The two counselors were responsible for monitoring the six men who lived in the halfway house, as well as other household tasks. They were also in charge of keeping medicine for the men locked away in a safe place.

Local police warned nearby residents to keep an eye out for bags with similar markings, as they likely contain a lethal combination of fentanyl and heroin.

"They appear to be heroin laced with fentanyl and are likely to kill anybody who uses them," Hogan said, according to USA Today. "We will not even let law enforcement handle them without special precautions because of the extreme danger of death or injury."

Overdose deaths have more than doubled since 1999, with heroin the leading cause of all overdoses. Middle-aged and white people have been the most affected by the opioid epidemic.
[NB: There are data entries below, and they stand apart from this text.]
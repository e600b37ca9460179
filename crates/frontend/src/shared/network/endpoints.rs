/// HTTP method of an endpoint
#[derive(Debug, Clone, Copy, PartialEq, Eq)]
pub enum Method {
    Get,
    Post,
    Put,
    Patch,
    Delete,
}

/// Static endpoint descriptor. Path segments starting with `:` are
/// substituted by [`NetworkManager::with_param`](super::NetworkManager::with_param).
#[derive(Debug, Clone, Copy, PartialEq, Eq)]
pub struct Endpoint {
    pub method: Method,
    pub path: &'static str,
}

impl Endpoint {
    pub const fn get(path: &'static str) -> Self {
        Self { method: Method::Get, path }
    }

    pub const fn post(path: &'static str) -> Self {
        Self { method: Method::Post, path }
    }

    pub const fn put(path: &'static str) -> Self {
        Self { method: Method::Put, path }
    }

    pub const fn patch(path: &'static str) -> Self {
        Self { method: Method::Patch, path }
    }

    pub const fn delete(path: &'static str) -> Self {
        Self { method: Method::Delete, path }
    }
}

/// Endpoint registry, grouped by domain
pub mod api {
    use super::Endpoint;

    // ── Recipient sources ─────────────────────────────────────────────────
    pub const FARMERS_LIST: Endpoint = Endpoint::get("/api/farmers");
    pub const FARMERS_CAMPAIGN_HISTORY: Endpoint = Endpoint::post("/api/farmers/campaign-history");
    pub const SALES_CUSTOMERS_LIST: Endpoint = Endpoint::get("/api/sales/customers");
    pub const PUBLIC_LINKS_LIST: Endpoint = Endpoint::get("/api/public-links");
    pub const PUBLIC_LEADS_LIST: Endpoint = Endpoint::get("/api/public-links/leads");

    // ── Saved lists ───────────────────────────────────────────────────────
    pub const FARMER_LISTS_LIST: Endpoint = Endpoint::get("/api/farmer-lists");
    pub const FARMER_LIST_GET: Endpoint = Endpoint::get("/api/farmer-lists/:id");
    pub const FARMER_LIST_CREATE: Endpoint = Endpoint::post("/api/farmer-lists");
    pub const FARMER_LIST_UPDATE: Endpoint = Endpoint::put("/api/farmer-lists/:id");
    pub const FARMER_LIST_DELETE: Endpoint = Endpoint::delete("/api/farmer-lists/:id");
    pub const CONTACT_LISTS_LIST: Endpoint = Endpoint::get("/api/contact-lists");
    pub const CONTACT_LIST_GET: Endpoint = Endpoint::get("/api/contact-lists/:id");
    pub const CONTACT_LIST_CREATE: Endpoint = Endpoint::post("/api/contact-lists");
    pub const CONTACT_LIST_UPDATE: Endpoint = Endpoint::put("/api/contact-lists/:id");
    pub const CONTACT_LIST_DELETE: Endpoint = Endpoint::delete("/api/contact-lists/:id");

    // ── WhatsApp ──────────────────────────────────────────────────────────
    pub const TEMPLATES_LIST: Endpoint = Endpoint::get("/api/whatsapp/templates");
    pub const BROADCASTS_LIST: Endpoint = Endpoint::get("/api/whatsapp/broadcasts");
    pub const BROADCAST_GET: Endpoint = Endpoint::get("/api/whatsapp/broadcasts/:id");
    pub const SEND_TEMPLATE_MESSAGE: Endpoint = Endpoint::post("/api/whatsapp/send-template-message");
    pub const SEND_TEMPLATE_MESSAGES: Endpoint = Endpoint::post("/api/whatsapp/send-template-messages");

    // ── SMS ───────────────────────────────────────────────────────────────
    pub const SMS_SEND: Endpoint = Endpoint::post("/api/exotel/sms");

    // ── Media ─────────────────────────────────────────────────────────────
    pub const MEDIA_UPLOAD: Endpoint = Endpoint::post("/api/media/upload");

    // ── Agri sales orders ─────────────────────────────────────────────────
    pub const AGRI_ORDERS_LIST: Endpoint = Endpoint::get("/api/agri-sales-orders");
    pub const AGRI_ORDER_GET: Endpoint = Endpoint::get("/api/agri-sales-orders/:id");
    pub const AGRI_ORDER_CREATE: Endpoint = Endpoint::post("/api/agri-sales-orders");
    pub const AGRI_ORDER_ACCEPT: Endpoint = Endpoint::patch("/api/agri-sales-orders/:id/accept");
    pub const AGRI_ORDER_REJECT: Endpoint = Endpoint::patch("/api/agri-sales-orders/:id/reject");
    pub const AGRI_ORDER_ADD_PAYMENT: Endpoint = Endpoint::post("/api/agri-sales-orders/:id/payments");
    pub const AGRI_ORDERS_DISPATCH: Endpoint = Endpoint::post("/api/agri-sales-orders/dispatch");
    pub const AGRI_ORDERS_COMPLETE: Endpoint = Endpoint::post("/api/agri-sales-orders/complete");
    pub const AGRI_ORDER_SALES_RETURN: Endpoint = Endpoint::post("/api/agri-sales-orders/:id/sales-return");
    pub const AGRI_OUTSTANDING: Endpoint = Endpoint::get("/api/agri-sales-orders/outstanding");
}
The rise in overdose deaths has been attributed in part to the addition of fentanyl to the already dangerous heroin drug. Adding fentanyl to heroin dramatically increases the potency and is considered far more dangerous than heroin alone.

STAT News reports that the CDC has designated fentanyl as 100 times more potent than morphine as well as several times stronger than heroin alone. Most drugs users are unaware when their drugs are laced with fentanyl, as it's imperceptible to the naked eye and incredibly deadly in even small doses.

With drugs purchased on the street, "you don’t know what you’re taking," said Tim Pifer, the director of the New Hampshire State Police Forensic Laboratory. "You’re injecting yourself with a loaded gun."